Monday, 3 February 2014
CSC – Q3 FY2014 earnings call. On the one hand but there again on the other!
CSC – Q3 FY2014 earnings call – more of the same!!
CSC announced its Q3 FY2014 earnings and held its Analyst Conference Call last week. And it was “more of the same” with continued earnings and margin growth, beating Wall Street expectations, allied to continued revenue declines and lackluster new business wins. But the markets seemed to buy it all, as the share price surged 10% after the announcement, to break US$60 for the first time in years.
Highlights of the Q3 FY2014 results were:
* Revenues totaled US$ 3.228 billion, down 9.7% from the US$ 3.536 billion recorded in Q3 FY2013, but flat with Q2 FY2014.
* Operating margin of 9.8% compared to 7.4% in the same quarter of FY2013.
* Net Income of US$ 141 million, being US$ 30 million higher than the continued operations equivalent of Q3 FY2013.
* EPS from continuing operations reached US$ 0.98c per share, up by US$ 0.25c from Q3 FY2013, and US$ 0.34c above the consensus of Analysts’ expectations.
* New Business Bookings totaled US$ 3.3 billion. This compares with US$ 2.9bn in Q2 FY2013, but US$4.2bn in Q2 FY2014.
The Analyst Conference was also “the same old song”, being very professional with lots of positive statements about the quarter’s results and CSC’s future prospects.
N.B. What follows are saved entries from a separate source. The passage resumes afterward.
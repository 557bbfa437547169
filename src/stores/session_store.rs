use sea_orm::{ActiveModelTrait, ColumnTrait, DatabaseConnection, EntityTrait, QueryFilter, Set};

use crate::errors::InternalError;
use crate::types::db::session::{self, Entity as Session};
use crate::types::db::user;

/// SessionStore persists login sessions keyed by the hash of their token
///
/// The raw token never reaches the database.
pub struct SessionStore {
    db: DatabaseConnection,
}

impl SessionStore {
    pub fn new(db: DatabaseConnection) -> Self {
        Self { db }
    }

    /// Store a new session
    ///
    /// # Arguments
    /// * `token_hash` - HMAC-SHA256 of the session token
    /// * `user_id` - Owner of the session
    /// * `created_at` - Unix timestamp of login
    /// * `expires_at` - Unix timestamp after which the session is ignored
    pub async fn create_session(
        &self,
        token_hash: String,
        user_id: String,
        created_at: i64,
        expires_at: i64,
    ) -> Result<(), InternalError> {
        session::ActiveModel {
            token_hash: Set(token_hash),
            user_id: Set(user_id),
            expires_at: Set(expires_at),
            created_at: Set(created_at),
        }
        .insert(&self.db)
        .await
        .map_err(|e| InternalError::database("create_session", e))?;

        Ok(())
    }

    /// Look up an unexpired session together with its user
    ///
    /// # Returns
    /// * `Ok(Some(user))` - Session exists and `expires_at > now`
    /// * `Ok(None)` - Unknown or expired token
    pub async fn find_active_session(
        &self,
        token_hash: &str,
        now: i64,
    ) -> Result<Option<user::Model>, InternalError> {
        let found = Session::find_by_id(token_hash.to_string())
            .filter(session::Column::ExpiresAt.gt(now))
            .find_also_related(user::Entity)
            .one(&self.db)
            .await
            .map_err(|e| InternalError::database("find_active_session", e))?;

        Ok(found.and_then(|(_, user)| user))
    }

    /// Remove a session
    ///
    /// # Returns
    /// * `Ok(true)` - A session was deleted
    /// * `Ok(false)` - No session had that hash
    pub async fn delete_session(&self, token_hash: &str) -> Result<bool, InternalError> {
        let result = Session::delete_by_id(token_hash.to_string())
            .exec(&self.db)
            .await
            .map_err(|e| InternalError::database("delete_session", e))?;

        Ok(result.rows_affected > 0)
    }

    /// Delete every session that expired at or before `now`
    pub async fn purge_expired(&self, now: i64) -> Result<u64, InternalError> {
        let result = Session::delete_many()
            .filter(session::Column::ExpiresAt.lte(now))
            .exec(&self.db)
            .await
            .map_err(|e| InternalError::database("purge_expired_sessions", e))?;

        Ok(result.rows_affected)
    }
}
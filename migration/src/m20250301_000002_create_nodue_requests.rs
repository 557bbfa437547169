use sea_orm_migration::prelude::*;

use super::m20250301_000001_create_users::Users;

#[derive(DeriveMigrationName)]
pub struct Migration;

#[async_trait::async_trait]
impl MigrationTrait for Migration {
    async fn up(&self, manager: &SchemaManager) -> Result<(), DbErr> {
        manager
            .create_table(
                Table::create()
                    .table(NodueRequests::Table)
                    .if_not_exists()
                    .col(
                        ColumnDef::new(NodueRequests::Id)
                            .integer()
                            .not_null()
                            .auto_increment()
                            .primary_key(),
                    )
                    .col(
                        ColumnDef::new(NodueRequests::StudentId)
                            .string()
                            .not_null(),
                    )
                    // true once the HOD has approved
                    .col(
                        ColumnDef::new(NodueRequests::IsApproved)
                            .boolean()
                            .not_null()
                            .default(false),
                    )
                    .col(ColumnDef::new(NodueRequests::HodComment).string_len(200).null())
                    .col(ColumnDef::new(NodueRequests::LibraryComment).string_len(200).null())
                    .col(ColumnDef::new(NodueRequests::StaffComment).string_len(200).null())
                    .col(
                        ColumnDef::new(NodueRequests::CollegeName)
                            .string_len(50)
                            .not_null(),
                    )
                    .col(
                        ColumnDef::new(NodueRequests::BranchName)
                            .string_len(50)
                            .not_null(),
                    )
                    .col(
                        ColumnDef::new(NodueRequests::CreatedAt)
                            .big_integer()
                            .not_null(),
                    )
                    .col(
                        ColumnDef::new(NodueRequests::UpdatedAt)
                            .big_integer()
                            .not_null(),
                    )
                    .foreign_key(
                        ForeignKey::create()
                            .name("fk_nodue_requests_student_id")
                            .from(NodueRequests::Table, NodueRequests::StudentId)
                            .to(Users::Table, Users::Id)
                            .on_delete(ForeignKeyAction::Restrict),
                    )
                    .to_owned(),
            )
            .await?;

        manager
            .create_index(
                Index::create()
                    .if_not_exists()
                    .name("idx_nodue_requests_scope")
                    .table(NodueRequests::Table)
                    .col(NodueRequests::CollegeName)
                    .col(NodueRequests::BranchName)
                    .to_owned(),
            )
            .await?;

        manager
            .create_index(
                Index::create()
                    .if_not_exists()
                    .name("idx_nodue_requests_student")
                    .table(NodueRequests::Table)
                    .col(NodueRequests::StudentId)
                    .to_owned(),
            )
            .await
    }

    async fn down(&self, manager: &SchemaManager) -> Result<(), DbErr> {
        manager
            .drop_table(Table::drop().table(NodueRequests::Table).to_owned())
            .await
    }
}

#[derive(DeriveIden)]
enum NodueRequests {
    Table,
    Id,
    StudentId,
    IsApproved,
    HodComment,
    LibraryComment,
    StaffComment,
    CollegeName,
    BranchName,
    CreatedAt,
    UpdatedAt,
}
CEO Mike Lawrie and CFO Paul Saleh gave their usual articulate and polished performances. They answered the Analysts’ questions with assurance and gave the impression of really knowing what is going on in their business. They talked confidently about Cost Take Out program, alliances and acquisitions, strength in cyber and cloud, working on next generation offerings, revitalizing the sales force and even a few anecdotes about the mess they inherited when they came to CSC. But no mention of the latest class action suit regarding none performance of a health service contract in USA.
The analysts, as before, cooed in awe at the accomplishments and figuratively tossed up easy balls for Messrs Lawrie and Saleh to hit. The only potentially difficult question concerned an update on progress (or lack of) against expectations in achieving revenue. Mike Lawrie adroitly kicked this into the long grass of next fiscal year.
It was all so upbeat, confident and accomplished that we could almost believe it, except for the nagging reality of the very different story we hear from CSC employees and yet another law suit alleging non-performance.